| What the exercise asks |
Among the records below, find the line that has "use axum::http::StatusCode;"; from there, give the lines again exactly, and stop after the line that has "if e.status() == StatusCode::PAYLOAD_TOO_LARGE".

| Collected data entries |
- - -

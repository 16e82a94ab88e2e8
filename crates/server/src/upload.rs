//! `POST /api/upload`: receive a video, run the adaptive pipeline, report URLs.

use std::path::{Path, PathBuf};

use axum::Json;
use axum::extract::multipart::{Field, MultipartError};
use axum::extract::{Multipart, State};
use axum::http::StatusCode;
use hlsbox_core::error::ApiError;
use hlsbox_core::types::VideoMime;
use hlsbox_transcoder::pipeline::{PipelineOutput, cleanup_output_dir, derive_base_name};
use hlsbox_transcoder::rendition::RenditionDescriptor;
use serde::Serialize;
use tokio::io::AsyncWriteExt;
use tracing::{error, info, warn};

use crate::error::AppError;
use crate::state::AppState;

/// Multipart field carrying the video.
pub const VIDEO_FIELD: &str = "video";

#[derive(Debug, Serialize)]
pub struct UploadResponse {
    pub success: bool,
    pub message: String,
    pub data: UploadData,
}

#[derive(Debug, Serialize)]
#[serde(rename_all = "camelCase")]
pub struct UploadData {
    pub file_name: String,
    pub hls_url: String,
    pub manifest_file: String,
    pub thumbnail_url: Option<String>,
    pub size: u64,
    pub output_dir: String,
    pub renditions: Vec<RenditionDescriptor>,
}

/// An upload spooled to the temp directory.
struct SavedUpload {
    path: PathBuf,
    original_name: String,
    size: u64,
}

fn multipart_error(e: MultipartError) -> ApiError {
    if e.status() == StatusCode::PAYLOAD_TOO_LARGE {
        ApiError::PayloadTooLarge("video exceeds the upload size limit".into())
    } else {
        ApiError::BadRequest(format!("upload error: {}", e.body_text()))
    }
}

pub async fn upload_video(
    State(state): State<AppState>,
    mut multipart: Multipart,
) -> Result<Json<UploadResponse>, AppError> {
    let temp_dir = state.config.temp_dir();
    tokio::fs::create_dir_all(&temp_dir)
        .await
        .map_err(|e| ApiError::Internal(format!("create temp dir: {e}")))?;

    let mut saved = None;
    while let Some(field) = multipart.next_field().await.map_err(multipart_error)? {
        if field.name() != Some(VIDEO_FIELD) {
            continue;
        }
        let original_name = field
            .file_name()
            .filter(|n| !n.trim().is_empty())
            .map(str::to_string)
            .ok_or_else(|| ApiError::BadRequest("video field has no file name".into()))?;
        if field.content_type().and_then(VideoMime::from_mime).is_none() {
            return Err(ApiError::BadRequest(
                "Invalid file type. Only video files are allowed.".into(),
            )
            .into());
        }
        saved = Some(
            spool_field(field, &temp_dir, original_name, state.config.max_upload_bytes).await?,
        );
        break;
    }
    let saved = saved.ok_or_else(|| ApiError::BadRequest("No video file provided".into()))?;

    info!(file = %saved.original_name, size = saved.size, "processing upload");

    // Run on its own task so a client hanging up does not abandon the
    // encoder halfway and leak the temp file or output directory.
    let task_state = state.clone();
    let outcome = tokio::spawn(async move {
        let result = process_upload(&task_state, &saved).await;
        if let Err(e) = tokio::fs::remove_file(&saved.path).await {
            warn!(path = %saved.path.display(), error = %e, "failed to remove temp upload");
        }
        result
    })
    .await
    .map_err(|e| ApiError::Internal(format!("upload task failed: {e}")))?;

    outcome.map(Json).map_err(AppError::from)
}

async fn spool_field(
    mut field: Field<'_>,
    temp_dir: &Path,
    original_name: String,
    max_bytes: usize,
) -> Result<SavedUpload, ApiError> {
    let path = temp_dir.join(temp_file_name(&original_name));
    let mut file = tokio::fs::File::create(&path)
        .await
        .map_err(|e| ApiError::Internal(format!("create temp file: {e}")))?;

    let written = write_chunks(&mut field, &mut file, max_bytes).await;
    drop(file);

    match written {
        Ok(size) => Ok(SavedUpload {
            path,
            original_name,
            size,
        }),
        Err(e) => {
            let _ = tokio::fs::remove_file(&path).await;
            Err(e)
        }
    }
}

async fn write_chunks(
    field: &mut Field<'_>,
    file: &mut tokio::fs::File,
    max_bytes: usize,
) -> Result<u64, ApiError> {
    let mut size: u64 = 0;
    while let Some(chunk) = field.chunk().await.map_err(multipart_error)? {
        size += chunk.len() as u64;
        if size > max_bytes as u64 {
            return Err(ApiError::PayloadTooLarge(format!(
                "video exceeds the {max_bytes} byte upload limit"
            )));
        }
        file.write_all(&chunk)
            .await
            .map_err(|e| ApiError::Internal(format!("write temp file: {e}")))?;
    }
    file.flush()
        .await
        .map_err(|e| ApiError::Internal(format!("flush temp file: {e}")))?;
    Ok(size)
}

/// Longer extensions are dropped from temp names rather than kept.
const MAX_EXTENSION_LEN: usize = 10;

/// `{millis}-{uuid}-{base}.{ext}`, unique and free of client-controlled paths.
fn temp_file_name(original_name: &str) -> String {
    let ext = Path::new(original_name)
        .extension()
        .and_then(|e| e.to_str())
        .filter(|e| {
            !e.is_empty() && e.len() <= MAX_EXTENSION_LEN && e.chars().all(|c| c.is_ascii_alphanumeric())
        })
        .map(|e| format!(".{}", e.to_ascii_lowercase()))
        .unwrap_or_default();
    format!(
        "{}-{}-{}{}",
        chrono::Utc::now().timestamp_millis(),
        uuid::Uuid::new_v4().simple(),
        derive_base_name(original_name),
        ext
    )
}

/// Claim a fresh directory under the HLS root. A second upload with the same
/// name gets a suffixed directory instead of writing into the first one.
async fn claim_output_dir(hls_root: &Path, base_name: &str) -> Result<(String, PathBuf), ApiError> {
    tokio::fs::create_dir_all(hls_root)
        .await
        .map_err(|e| ApiError::Internal(format!("create hls root: {e}")))?;

    let mut dir_name = base_name.to_string();
    loop {
        let dir = hls_root.join(&dir_name);
        match tokio::fs::create_dir(&dir).await {
            Ok(()) => return Ok((dir_name, dir)),
            Err(e) if e.kind() == std::io::ErrorKind::AlreadyExists => {
                let suffix = uuid::Uuid::new_v4().simple().to_string();
                dir_name = format!("{base_name}-{}", &suffix[..8]);
            }
            Err(e) => return Err(ApiError::Internal(format!("create output dir: {e}"))),
        }
    }
}

async fn process_upload(state: &AppState, saved: &SavedUpload) -> Result<UploadResponse, ApiError> {
    let base_name = derive_base_name(&saved.original_name);
    let (dir_name, output_dir) = claim_output_dir(&state.config.hls_root(), &base_name).await?;

    let output = match state
        .pipeline
        .run_adaptive_pipeline(&saved.path, &output_dir, &saved.original_name)
        .await
    {
        Ok(output) => output,
        Err(failure) => {
            error!(
                file = %saved.original_name,
                stage = failure.error.stage(),
                error = %failure,
                "adaptive conversion failed"
            );
            cleanup_output_dir(&failure.output_directory).await;
            return Err(ApiError::Internal(failure.message()));
        }
    };

    info!(
        file = %saved.original_name,
        manifest = %output.master_file_name,
        qualities = %output
            .renditions
            .iter()
            .map(|r| r.name.as_str())
            .collect::<Vec<_>>()
            .join(", "),
        "adaptive conversion succeeded"
    );

    Ok(build_response(
        &state.config.public_base_url,
        &dir_name,
        saved,
        output,
    ))
}

fn build_response(
    public_base_url: &str,
    dir_name: &str,
    saved: &SavedUpload,
    output: PipelineOutput,
) -> UploadResponse {
    let url_for = |file: &str| format!("{public_base_url}/videos/{dir_name}/{file}");
    let thumbnail_url = output
        .thumbnail
        .as_deref()
        .and_then(|p| p.file_name())
        .and_then(|n| n.to_str())
        .map(|n| url_for(n));

    UploadResponse {
        success: true,
        message: "Video uploaded and converted to HLS successfully".to_string(),
        data: UploadData {
            file_name: saved.original_name.clone(),
            hls_url: url_for(&output.master_file_name),
            manifest_file: output.master_file_name,
            thumbnail_url,
            size: saved.size,
            output_dir: dir_name.to_string(),
            renditions: output.renditions,
        },
    }
}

- - -

| Exercise response |
use axum::http::StatusCode;
use hlsbox_core::error::ApiError;
use hlsbox_core::types::VideoMime;
use hlsbox_transcoder::pipeline::{PipelineOutput, cleanup_output_dir, derive_base_name};
use hlsbox_transcoder::rendition::RenditionDescriptor;
use serde::Serialize;
use tokio::io::AsyncWriteExt;
use tracing::{error, info, warn};

use crate::error::AppError;
use crate::state::AppState;

/// Multipart field carrying the video.
pub const VIDEO_FIELD: &str = "video";

#[derive(Debug, Serialize)]
pub struct UploadResponse {
    pub success: bool,
    pub message: String,
    pub data: UploadData,
}

#[derive(Debug, Serialize)]
#[serde(rename_all = "camelCase")]
pub struct UploadData {
    pub file_name: String,
    pub hls_url: String,
    pub manifest_file: String,
    pub thumbnail_url: Option<String>,
    pub size: u64,
    pub output_dir: String,
    pub renditions: Vec<RenditionDescriptor>,
}

/// An upload spooled to the temp directory.
struct SavedUpload {
    path: PathBuf,
    original_name: String,
    size: u64,
}

fn multipart_error(e: MultipartError) -> ApiError {
    if e.status() == StatusCode::PAYLOAD_TOO_LARGE {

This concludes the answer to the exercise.